Shine seeks to help a generation feeling alone
NY-based startup raises $5 million to expand on its self-help app
Millennials. The generation empowered to stand up against the status quo, authority and convention. This selfie generation is also the one to seek affirmation online, purpose and a sense of self. They have a lot of freedom. Yet at the same time, and ironically, they may be the most isolated, anxious and fearful. It's no wonder we're seeing an increase of new technologies and services aimed at helping this group cope with life's vagaries.
[Editor's note: Join HP and Vator for our latest SplashX Invent Health salon series on June 21 at HP headquarters. The topic will be Behavioral and Mental Health. We'll take a deep dive with tech pioneers, VCs, insurers, providers about how technology is updating the current ways to solve for mental disorder, anxiety, depression, etc.)

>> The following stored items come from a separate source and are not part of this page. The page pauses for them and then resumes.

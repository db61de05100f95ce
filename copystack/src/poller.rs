//! Clipboard change detection and the capture pipeline
//!
//! Pipeline Architecture:
//! - Tick task: compares the OS change counter on a fixed interval, reads the
//!   snapshot and normalizes it. Never touches the store.
//! - Ingest task: receives captures in order over an unbounded channel,
//!   inserts them on a blocking thread (dedup against the newest record) and
//!   publishes accepted records on the notification bus.
//!
//! A slow database therefore delays individual inserts but never stops the
//! tick task from noticing the next change.

use crate::bus::NotificationBus;
use crate::clipboard::{read_snapshot, with_timeout, ClipboardBackend};
use crate::interface::{ClipboardEvent, CopyStackError};
use crate::normalizer::normalize;
use crate::store::HistoryStore;
use std::sync::Arc;
use std::time::Duration;
use tokio::sync::mpsc;
use tokio::task::JoinHandle;
use tokio::time::MissedTickBehavior;
use tokio_util::sync::{CancellationToken, DropGuard};

pub struct ClipboardPoller {
    clipboard: Arc<dyn ClipboardBackend>,
    last_change_count: u64,
    timeout: Duration,
}

impl ClipboardPoller {
    /// Start from the current change counter so pre-existing content is not captured
    pub async fn new(clipboard: Arc<dyn ClipboardBackend>, timeout: Duration) -> Result<Self, CopyStackError> {
        let last_change_count = with_timeout(timeout, clipboard.change_count()).await?;
        Ok(Self {
            clipboard,
            last_change_count,
            timeout,
        })
    }

    pub fn last_change_count(&self) -> u64 {
        self.last_change_count
    }

    /// Run one tick. Returns the captured event if the clipboard changed.
    ///
    /// The counter is advanced before reading, so a change whose read fails is
    /// skipped rather than retried on every tick.
    pub async fn poll(&mut self) -> Option<ClipboardEvent> {
        let current = match with_timeout(self.timeout, self.clipboard.change_count()).await {
            Ok(count) => count,
            Err(e) => {
                tracing::warn!(error = %e, "could not read clipboard change counter; skipping tick");
                return None;
            }
        };
        if current == self.last_change_count {
            return None;
        }
        self.last_change_count = current;

        let snapshot = match with_timeout(self.timeout, read_snapshot(self.clipboard.as_ref())).await {
            Ok(snapshot) => snapshot,
            Err(e) => {
                tracing::warn!(change_count = current, error = %e, "clipboard read failed; skipping change");
                return None;
            }
        };

        let event = normalize(snapshot);
        if event.is_none() {
            tracing::debug!(change_count = current, "clipboard emptied; nothing to capture");
        }
        event
    }

    /// Run the pipeline in the background until the handle is stopped or dropped
    pub fn spawn(self, interval: Duration, store: Arc<HistoryStore>, bus: NotificationBus) -> PollerHandle {
        let shutdown = CancellationToken::new();
        let (sender, receiver) = mpsc::unbounded_channel();

        let tick = tokio::spawn(run_ticks(self, interval, sender, shutdown.clone()));
        let ingest = tokio::spawn(run_ingest(receiver, store, bus));

        PollerHandle {
            guard: shutdown.drop_guard(),
            tick,
            ingest,
        }
    }
}

async fn run_ticks(
    mut poller: ClipboardPoller,
    interval: Duration,
    sender: mpsc::UnboundedSender<ClipboardEvent>,
    shutdown: CancellationToken,
) {
    let mut ticker = tokio::time::interval(interval);
    ticker.set_missed_tick_behavior(MissedTickBehavior::Skip);

    loop {
        tokio::select! {
            _ = shutdown.cancelled() => break,
            _ = ticker.tick() => {
                if let Some(event) = poller.poll().await {
                    if sender.send(event).is_err() {
                        break;
                    }
                }
            }
        }
    }
}

async fn run_ingest(
    mut receiver: mpsc::UnboundedReceiver<ClipboardEvent>,
    store: Arc<HistoryStore>,
    bus: NotificationBus,
) {
    while let Some(event) = receiver.recv().await {
        let store = store.clone();
        match tokio::task::spawn_blocking(move || store.insert_if_new(event)).await {
            Ok(Some(record)) => {
                tracing::debug!(
                    id = record.id,
                    items = record.event.items.len(),
                    representations = record.event.representation_count(),
                    "captured clipboard event"
                );
                bus.publish(&record);
            }
            Ok(None) => {}
            Err(e) => tracing::warn!(error = %e, "capture insert task failed"),
        }
    }
}

/// Owns the background pipeline. Dropping it cancels the tick task.
pub struct PollerHandle {
    guard: DropGuard,
    tick: JoinHandle<()>,
    ingest: JoinHandle<()>,
}

impl PollerHandle {
    /// Stop polling and wait until every queued capture has been stored
    pub async fn stop(self) {
        let PollerHandle { guard, tick, ingest } = self;
        drop(guard);
        if let Err(e) = tick.await {
            tracing::warn!(error = %e, "poller tick task ended abnormally");
        }
        if let Err(e) = ingest.await {
            tracing::warn!(error = %e, "poller ingest task ended abnormally");
        }
    }
}

#[cfg(test)]
mod tests {
    use super::*;
    use crate::clipboard::MemoryClipboard;
    use crate::formats::{RTF, UTF8_PLAIN_TEXT};
    use crate::interface::{ClipboardItem, DataItem};

    #[tokio::test]
    async fn test_existing_content_is_not_captured() {
        let clipboard = Arc::new(MemoryClipboard::new());
        clipboard.set_text("already there");

        let mut poller = ClipboardPoller::new(clipboard.clone(), Duration::from_secs(1)).await.unwrap();
        assert_eq!(poller.poll().await, None);
    }

    #[tokio::test]
    async fn test_change_is_captured_once() {
        let clipboard = Arc::new(MemoryClipboard::new());
        let mut poller = ClipboardPoller::new(clipboard.clone(), Duration::from_secs(1)).await.unwrap();

        clipboard.set_text("hello");
        assert_eq!(poller.poll().await, Some(ClipboardEvent::from_text("hello")));
        assert_eq!(poller.poll().await, None);
    }

    #[tokio::test]
    async fn test_captures_all_formats_in_order() {
        let clipboard = Arc::new(MemoryClipboard::new());
        let mut poller = ClipboardPoller::new(clipboard.clone(), Duration::from_secs(1)).await.unwrap();

        let item = ClipboardItem::new(vec![
            DataItem::new(UTF8_PLAIN_TEXT, "hello"),
            DataItem::new(RTF, "{\\rtf1 hello}"),
        ]);
        clipboard.set_items(vec![item.clone(), ClipboardItem::new(vec![DataItem::new("public.png", vec![1u8, 2])])]);

        let event = poller.poll().await.unwrap();
        assert_eq!(event.items.len(), 2);
        assert_eq!(event.items[0], item);
    }

    #[tokio::test]
    async fn test_failed_read_advances_counter() {
        let clipboard = Arc::new(MemoryClipboard::new());
        let mut poller = ClipboardPoller::new(clipboard.clone(), Duration::from_secs(1)).await.unwrap();

        clipboard.make_unreadable(RTF);
        clipboard.set_items(vec![ClipboardItem::new(vec![DataItem::new(RTF, "x")])]);

        assert_eq!(poller.poll().await, None);
        assert_eq!(poller.last_change_count(), clipboard.current_change_count());

        // Not retried even once the format becomes readable
        clipboard.clear_failures();
        assert_eq!(poller.poll().await, None);

        clipboard.set_text("next");
        assert_eq!(poller.poll().await, Some(ClipboardEvent::from_text("next")));
    }

    #[tokio::test]
    async fn test_unavailable_clipboard_skips_tick() {
        let clipboard = Arc::new(MemoryClipboard::new());
        let mut poller = ClipboardPoller::new(clipboard.clone(), Duration::from_secs(1)).await.unwrap();

        clipboard.set_text("pending");
        clipboard.set_unavailable(true);
        assert_eq!(poller.poll().await, None);

        clipboard.set_unavailable(false);
        assert_eq!(poller.poll().await, Some(ClipboardEvent::from_text("pending")));
    }

    #[tokio::test]
    async fn test_emptied_clipboard_is_ignored() {
        let clipboard = Arc::new(MemoryClipboard::new());
        clipboard.set_text("something");
        let mut poller = ClipboardPoller::new(clipboard.clone(), Duration::from_secs(1)).await.unwrap();

        clipboard.set_items(Vec::new());
        assert_eq!(poller.poll().await, None);
    }
}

One such company is Shine, a self-care app and texting service that sends daily tips, and content to help build happiness, mental wellness and productivity initially to the generation born between 1981 and 1996. After hitting a two-million-member milestone two years after launch, the startup raised $5 million, led by Comcast Ventures.
The Shine app is designed to help people become more intentional about their activities so they can be more balanced, said the two co-founders Marah Lidey and Naomi Hirabayashi. Other self-help services are either too expensive or out-of-date.
If their service is designed for millennials and is out of date, would it have been effective in the 80's, I asked?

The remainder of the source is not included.